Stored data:
^^^^^^^^
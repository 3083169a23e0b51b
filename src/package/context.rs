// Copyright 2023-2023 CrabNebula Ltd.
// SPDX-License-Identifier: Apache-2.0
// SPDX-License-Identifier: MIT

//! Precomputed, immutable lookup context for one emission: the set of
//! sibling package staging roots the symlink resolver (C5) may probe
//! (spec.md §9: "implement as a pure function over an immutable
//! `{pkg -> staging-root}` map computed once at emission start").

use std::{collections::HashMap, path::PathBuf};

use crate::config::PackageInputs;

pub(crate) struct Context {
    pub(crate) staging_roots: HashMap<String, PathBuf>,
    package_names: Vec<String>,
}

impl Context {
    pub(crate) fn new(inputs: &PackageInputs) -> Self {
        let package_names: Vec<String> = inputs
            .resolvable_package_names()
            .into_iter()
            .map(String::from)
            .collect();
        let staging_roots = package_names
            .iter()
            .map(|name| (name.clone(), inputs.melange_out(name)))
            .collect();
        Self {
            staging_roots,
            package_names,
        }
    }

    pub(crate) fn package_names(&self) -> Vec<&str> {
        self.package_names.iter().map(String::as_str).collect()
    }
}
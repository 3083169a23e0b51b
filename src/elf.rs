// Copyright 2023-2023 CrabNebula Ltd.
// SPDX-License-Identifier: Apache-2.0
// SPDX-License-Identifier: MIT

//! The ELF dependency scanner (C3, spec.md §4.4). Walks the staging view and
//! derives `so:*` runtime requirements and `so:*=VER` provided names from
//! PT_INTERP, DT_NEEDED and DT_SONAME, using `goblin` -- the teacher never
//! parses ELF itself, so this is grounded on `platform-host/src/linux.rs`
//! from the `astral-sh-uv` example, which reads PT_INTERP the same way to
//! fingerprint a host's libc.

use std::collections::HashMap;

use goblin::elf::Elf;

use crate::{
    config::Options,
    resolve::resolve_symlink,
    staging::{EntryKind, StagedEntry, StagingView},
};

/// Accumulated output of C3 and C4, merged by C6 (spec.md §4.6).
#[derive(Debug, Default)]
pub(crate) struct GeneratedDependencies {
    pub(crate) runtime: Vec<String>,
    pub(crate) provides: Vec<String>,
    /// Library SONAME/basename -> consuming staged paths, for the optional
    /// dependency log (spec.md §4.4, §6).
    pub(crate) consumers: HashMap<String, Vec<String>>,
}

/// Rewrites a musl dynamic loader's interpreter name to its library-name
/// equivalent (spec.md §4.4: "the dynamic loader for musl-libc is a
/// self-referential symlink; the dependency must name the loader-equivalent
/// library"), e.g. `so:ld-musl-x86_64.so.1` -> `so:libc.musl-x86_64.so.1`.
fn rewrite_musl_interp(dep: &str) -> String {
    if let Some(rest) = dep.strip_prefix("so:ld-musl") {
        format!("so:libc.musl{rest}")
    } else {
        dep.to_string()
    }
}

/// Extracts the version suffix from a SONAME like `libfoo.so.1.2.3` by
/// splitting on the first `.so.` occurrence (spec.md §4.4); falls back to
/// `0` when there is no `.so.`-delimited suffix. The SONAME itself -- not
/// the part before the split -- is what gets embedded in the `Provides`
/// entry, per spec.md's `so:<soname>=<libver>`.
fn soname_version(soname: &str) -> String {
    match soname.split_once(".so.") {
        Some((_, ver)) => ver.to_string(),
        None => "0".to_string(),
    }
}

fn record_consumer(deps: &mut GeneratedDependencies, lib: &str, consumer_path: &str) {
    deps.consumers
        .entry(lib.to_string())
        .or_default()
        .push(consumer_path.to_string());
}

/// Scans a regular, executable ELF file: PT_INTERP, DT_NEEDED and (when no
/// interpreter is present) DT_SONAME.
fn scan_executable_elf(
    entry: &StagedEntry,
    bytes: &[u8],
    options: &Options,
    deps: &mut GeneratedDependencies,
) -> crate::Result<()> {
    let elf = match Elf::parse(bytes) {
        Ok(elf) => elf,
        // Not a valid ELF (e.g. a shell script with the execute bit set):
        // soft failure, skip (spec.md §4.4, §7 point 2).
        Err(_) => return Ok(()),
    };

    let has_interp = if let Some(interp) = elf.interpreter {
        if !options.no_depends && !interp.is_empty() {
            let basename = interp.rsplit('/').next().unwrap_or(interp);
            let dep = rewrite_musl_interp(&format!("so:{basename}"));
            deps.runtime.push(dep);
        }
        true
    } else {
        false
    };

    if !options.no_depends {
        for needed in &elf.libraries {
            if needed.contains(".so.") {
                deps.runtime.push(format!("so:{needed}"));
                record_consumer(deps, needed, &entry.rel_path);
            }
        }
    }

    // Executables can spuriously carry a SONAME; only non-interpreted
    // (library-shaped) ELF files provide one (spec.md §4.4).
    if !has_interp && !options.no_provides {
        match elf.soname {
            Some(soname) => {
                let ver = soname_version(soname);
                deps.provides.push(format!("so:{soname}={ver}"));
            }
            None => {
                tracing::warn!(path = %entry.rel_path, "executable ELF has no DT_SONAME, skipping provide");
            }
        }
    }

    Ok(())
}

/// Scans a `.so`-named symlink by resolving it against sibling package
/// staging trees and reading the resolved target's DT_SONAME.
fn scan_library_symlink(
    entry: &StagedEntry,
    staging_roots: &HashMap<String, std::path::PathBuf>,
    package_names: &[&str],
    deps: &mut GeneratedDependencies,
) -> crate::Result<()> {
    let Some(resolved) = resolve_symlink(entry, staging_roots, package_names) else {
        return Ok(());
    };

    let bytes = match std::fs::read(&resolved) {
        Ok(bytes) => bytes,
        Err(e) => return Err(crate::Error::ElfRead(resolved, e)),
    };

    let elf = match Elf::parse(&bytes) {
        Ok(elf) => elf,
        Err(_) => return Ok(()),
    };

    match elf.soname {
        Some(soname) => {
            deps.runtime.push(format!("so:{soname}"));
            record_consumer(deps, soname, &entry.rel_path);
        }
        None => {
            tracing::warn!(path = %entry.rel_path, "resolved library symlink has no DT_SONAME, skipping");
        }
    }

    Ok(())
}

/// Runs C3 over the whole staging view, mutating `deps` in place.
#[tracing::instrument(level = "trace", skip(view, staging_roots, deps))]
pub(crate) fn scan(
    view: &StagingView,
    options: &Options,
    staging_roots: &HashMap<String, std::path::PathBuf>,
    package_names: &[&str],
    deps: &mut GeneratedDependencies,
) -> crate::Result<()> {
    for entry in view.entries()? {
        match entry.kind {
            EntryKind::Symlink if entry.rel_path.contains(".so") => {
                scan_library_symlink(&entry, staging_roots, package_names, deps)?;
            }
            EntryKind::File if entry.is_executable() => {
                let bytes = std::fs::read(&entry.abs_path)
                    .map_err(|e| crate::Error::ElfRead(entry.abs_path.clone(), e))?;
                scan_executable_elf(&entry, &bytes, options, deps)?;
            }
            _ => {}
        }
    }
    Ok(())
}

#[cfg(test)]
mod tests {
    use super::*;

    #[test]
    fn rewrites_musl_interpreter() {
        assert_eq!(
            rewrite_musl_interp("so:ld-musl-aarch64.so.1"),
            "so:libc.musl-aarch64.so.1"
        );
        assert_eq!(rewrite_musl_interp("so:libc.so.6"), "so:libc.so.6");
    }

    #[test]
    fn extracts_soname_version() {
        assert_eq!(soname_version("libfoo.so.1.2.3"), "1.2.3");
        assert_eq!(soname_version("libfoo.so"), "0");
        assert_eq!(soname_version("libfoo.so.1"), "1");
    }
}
^^^^^^^^
## PROBLEM TO WORK ON
Quote every line of the records above, from the first down to the one holding "map computed once", exactly as written.

## TASK OUTPUT
repository 3083169a23e0b51b
filename src/package/context.rs
// Copyright 2023-2023 CrabNebula Ltd.
// SPDX-License-Identifier: Apache-2.0
// SPDX-License-Identifier: MIT

//! Precomputed, immutable lookup context for one emission: the set of
//! sibling package staging roots the symlink resolver (C5) may probe
//! (spec.md §9: "implement as a pure function over an immutable
//! `{pkg -> staging-root}` map computed once at emission start").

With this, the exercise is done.